Understanding trophic interactions in host-parasite associations using stable isotopes of carbon and nitrogen
Stable isotope analysis of carbon and nitrogen can deliver insights into trophic interactions between organisms. While many studies on free-living organisms are available, the number of those focusing on trophic interactions between hosts and their associated parasites still remains scarce. In some cases information about taxa (e.g. acanthocephalans) is completely missing. Additionally, available data revealed different and occasionally contrasting patterns, depending on the parasite’s taxonomic position and its degree of development, which is most probably determined by its feeding strategy (absorption of nutrients through the tegument versus active feeding) and its localization in the host.
Methods: Using stable isotope analysis of carbon and nitrogen we provided first data on the trophic position of an acanthocephalan species with respect to its fish host. Barbels (Barbus barbus) infected only with adult acanthocephalans Pomphorhynchus laevis as well as fish co-infected with the larval (L4) nematodes Eustrongylides sp. from host body cavity were investigated in order to determine the factors shaping host-parasite trophic interactions. Fish were collected in different seasons, to study also potential isotopic shifts over time, whereas barbels with single infection were obtained in summer and co-infected ones in autumn.
Results: Acanthocephalans as absorptive feeders showed lower isotope discrimination values of δ 15N than the fish host. Results obtained for the acanthocephalans were in line with other parasitic taxa (e.g. cestodes), which exhibit a similar feeding strategy. We assumed that they feed mainly on metabolites, which were reprocessed by the host and are therefore isotopically lighter. In contrast, the nematodes were enriched in the heavier isotope δ 15N with respect to their host and the acanthocephalans, respectively. As active feeders they feed on tissues and blood in the body cavity of the host and thus showed isotope discrimination patterns resembling those of predators. We also observed seasonal differences in the isotope signatures of fish tissues and acanthocephalans, which were attributed to changes in food composition of the host and to seasonality in the transmission and development of acanthocephalans.

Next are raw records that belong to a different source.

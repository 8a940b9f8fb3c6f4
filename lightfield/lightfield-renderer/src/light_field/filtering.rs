//! Probe filtering: the radiance slice becomes a low-resolution irradiance slice and the distance
//! slice becomes `(E[d], E[d^2])` moments for Chebyshev visibility.

use glam::{Vec2, Vec3, Vec4};
use wgpu::CommandEncoder;

use crate::shader;

use super::octahedral::{oct_decode, oct_encode};

const PROBE_FILTER_SHADER: &str = include_str!(concat!(env!("CARGO_MANIFEST_DIR"), "/shaders/probe_filter.wgsl"));

pub const IRRADIANCE_FORMAT: wgpu::TextureFormat = wgpu::TextureFormat::Rgba16Float;
pub const MOMENTS_FORMAT: wgpu::TextureFormat = wgpu::TextureFormat::Rg16Float;

const GOLDEN_ANGLE: f32 = 2.399_963_2;

#[derive(Clone, Copy, Debug)]
pub struct FilterSettings {
    /// Sphere directions integrated per output texel.
    pub sample_count: u32,
    /// Exponent on the cosine lobe for distance moments; higher keeps occluder edges sharp.
    pub depth_sharpness: f32,
}

impl Default for FilterSettings {
    fn default() -> Self {
        Self { sample_count: 512, depth_sharpness: 50.0 }
    }
}

/// `i`-th of `n` points of a spherical Fibonacci lattice.
pub fn fibonacci_direction(i: u32, n: u32) -> Vec3 {
    let z = 1.0 - (2.0 * i as f32 + 1.0) / n as f32;
    let r = (1.0 - z * z).max(0.0).sqrt();
    let phi = i as f32 * GOLDEN_ANGLE;
    Vec3::new(r * phi.cos(), r * phi.sin(), z)
}

fn oct_index(dir: Vec3, res: u32) -> usize {
    let uv = oct_encode(dir) * res as f32;
    let max = res as i32 - 1;
    let x = (uv.x as i32).clamp(0, max) as usize;
    let y = (uv.y as i32).clamp(0, max) as usize;
    y * res as usize + x
}

/// CPU mirror of `probe_filter.wgsl` for one probe slice.
pub fn filter_probe(
    radiance: &[Vec4],
    distance: &[f32],
    src_res: u32,
    out_res: u32,
    settings: &FilterSettings,
) -> (Vec<Vec3>, Vec<Vec2>) {
    let samples: Vec<Vec3> = (0..settings.sample_count).map(|i| fibonacci_direction(i, settings.sample_count)).collect();
    let mut irradiance = Vec::with_capacity((out_res * out_res) as usize);
    let mut moments = Vec::with_capacity((out_res * out_res) as usize);
    for y in 0..out_res {
        for x in 0..out_res {
            let n = oct_decode((Vec2::new(x as f32, y as f32) + Vec2::splat(0.5)) / out_res as f32);
            let (mut irr, mut irr_w) = (Vec3::ZERO, 0.0);
            let (mut mom, mut mom_w) = (Vec2::ZERO, 0.0);
            for &s in &samples {
                let c = n.dot(s);
                if c <= 0.0 {
                    continue;
                }
                let i = oct_index(s, src_res);
                irr += c * radiance[i].truncate();
                irr_w += c;
                let w = c.powf(settings.depth_sharpness);
                let d = distance[i];
                mom += w * Vec2::new(d, d * d);
                mom_w += w;
            }
            irradiance.push(irr / irr_w.max(1e-6));
            moments.push(mom / mom_w.max(1e-6));
        }
    }
    (irradiance, moments)
}

#[repr(C)]
#[derive(Copy, Clone, bytemuck::Pod, bytemuck::Zeroable)]
struct FilterParams {
    sample_count: u32,
    depth_sharpness: f32,
    _pad: [u32; 2],
}

pub struct ProbeFiltering {
    pipeline: wgpu::RenderPipeline,
    bind_group_layout: wgpu::BindGroupLayout,
    settings: FilterSettings,
}

impl ProbeFiltering {
    pub fn new(device: &wgpu::Device, settings: FilterSettings) -> Self {
        let module = shader::create_module(device, "probe_filter_shader", PROBE_FILTER_SHADER);
        let bind_group_layout = device.create_bind_group_layout(&wgpu::BindGroupLayoutDescriptor {
            label: Some("probe_filter_bind_group_layout"),
            entries: &[
                shader::uniform_entry(0, wgpu::ShaderStages::FRAGMENT, std::mem::size_of::<FilterParams>() as u64),
                shader::float_texture_entry(1),
                shader::float_texture_entry(2),
            ],
        });
        let layout = device.create_pipeline_layout(&wgpu::PipelineLayoutDescriptor {
            label: Some("probe_filter_pipeline_layout"),
            bind_group_layouts: &[&bind_group_layout],
            push_constant_ranges: &[],
        });
        let pipeline = shader::fullscreen_pipeline(
            device,
            "probe_filter_pipeline",
            &module,
            &layout,
            "fs",
            &[Some(wgpu::ColorTargetState::from(IRRADIANCE_FORMAT)), Some(wgpu::ColorTargetState::from(MOMENTS_FORMAT))],
        );
        Self { pipeline, bind_group_layout, settings }
    }

    pub fn settings(&self) -> &FilterSettings {
        &self.settings
    }

    pub fn set_settings(&mut self, settings: FilterSettings) {
        self.settings = settings;
    }

    /// Filter one probe. All views are single layers of their atlases.
    #[allow(clippy::too_many_arguments)]
    pub fn encode(
        &self,
        encoder: &mut CommandEncoder,
        device: &wgpu::Device,
        queue: &wgpu::Queue,
        radiance: &wgpu::TextureView,
        distance: &wgpu::TextureView,
        irradiance_target: &wgpu::TextureView,
        moments_target: &wgpu::TextureView,
    ) {
        let params = FilterParams {
            sample_count: self.settings.sample_count.max(1),
            depth_sharpness: self.settings.depth_sharpness,
            _pad: [0; 2],
        };
        let buf = shader::write_uniform(device, queue, "probe_filter_params", &params);
        let bind_group = device.create_bind_group(&wgpu::BindGroupDescriptor {
            label: Some("probe_filter_bind_group"),
            layout: &self.bind_group_layout,
            entries: &[
                wgpu::BindGroupEntry { binding: 0, resource: buf.as_entire_binding() },
                wgpu::BindGroupEntry { binding: 1, resource: wgpu::BindingResource::TextureView(radiance) },
                wgpu::BindGroupEntry { binding: 2, resource: wgpu::BindingResource::TextureView(distance) },
            ],
        });
        shader::draw_fullscreen_mrt(
            encoder,
            "probe_filter",
            &self.pipeline,
            &bind_group,
            &[
                shader::clear_attachment(irradiance_target, wgpu::Color::TRANSPARENT),
                shader::clear_attachment(moments_target, wgpu::Color::TRANSPARENT),
            ],
        );
    }
}

#[cfg(test)]
mod tests {
    use super::*;
    use approx::assert_relative_eq;

    const SRC: u32 = 16;
    const OUT: u32 = 4;

    fn settings() -> FilterSettings {
        FilterSettings { sample_count: 256, ..Default::default() }
    }

    #[test]
    fn fibonacci_points_are_unit_and_balanced() {
        let n = 512;
        let mut sum = Vec3::ZERO;
        for i in 0..n {
            let d = fibonacci_direction(i, n);
            assert_relative_eq!(d.length(), 1.0, epsilon = 1e-5);
            sum += d;
        }
        assert!(sum.length() / (n as f32) < 0.01);
    }

    #[test]
    fn constant_inputs_pass_through() {
        let radiance = vec![Vec4::new(0.2, 0.4, 0.8, 1.0); (SRC * SRC) as usize];
        let distance = vec![3.0; (SRC * SRC) as usize];
        let (irr, mom) = filter_probe(&radiance, &distance, SRC, OUT, &settings());
        assert_eq!(irr.len(), (OUT * OUT) as usize);
        for (e, m) in irr.iter().zip(&mom) {
            assert_relative_eq!(e.x, 0.2, epsilon = 1e-4);
            assert_relative_eq!(e.z, 0.8, epsilon = 1e-4);
            assert_relative_eq!(m.x, 3.0, epsilon = 1e-3);
            assert_relative_eq!(m.y, 9.0, epsilon = 1e-2);
        }
    }

    #[test]
    fn irradiance_faces_the_bright_hemisphere() {
        let mut radiance = vec![Vec4::ZERO; (SRC * SRC) as usize];
        for y in 0..SRC {
            for x in 0..SRC {
                let d = oct_decode((Vec2::new(x as f32, y as f32) + Vec2::splat(0.5)) / SRC as f32);
                if d.z > 0.0 {
                    radiance[(y * SRC + x) as usize] = Vec4::ONE;
                }
            }
        }
        let distance = vec![1.0; (SRC * SRC) as usize];
        let (irr, _) = filter_probe(&radiance, &distance, SRC, OUT, &settings());
        let up = irr[oct_index(Vec3::Z, OUT)].x;
        let down = irr[oct_index(Vec3::NEG_Z, OUT)].x;
        assert!(up > 0.8, "up {up}");
        assert!(down < 0.2, "down {down}");
    }
}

Conclusions: This study provided first data on trophic interaction between an acanthocephalan species and its associated host, which support the tendency already described for other taxa with similar nutrition strategy (e.g. cestodes). Actively feeding taxa such as larval Eustrongylides sp., appear to act like predators as it can be seen from their isotope discrimination values. However, future research on additional host-parasite systems and especially on acanthocephalans is needed in order to corroborate these conclusions.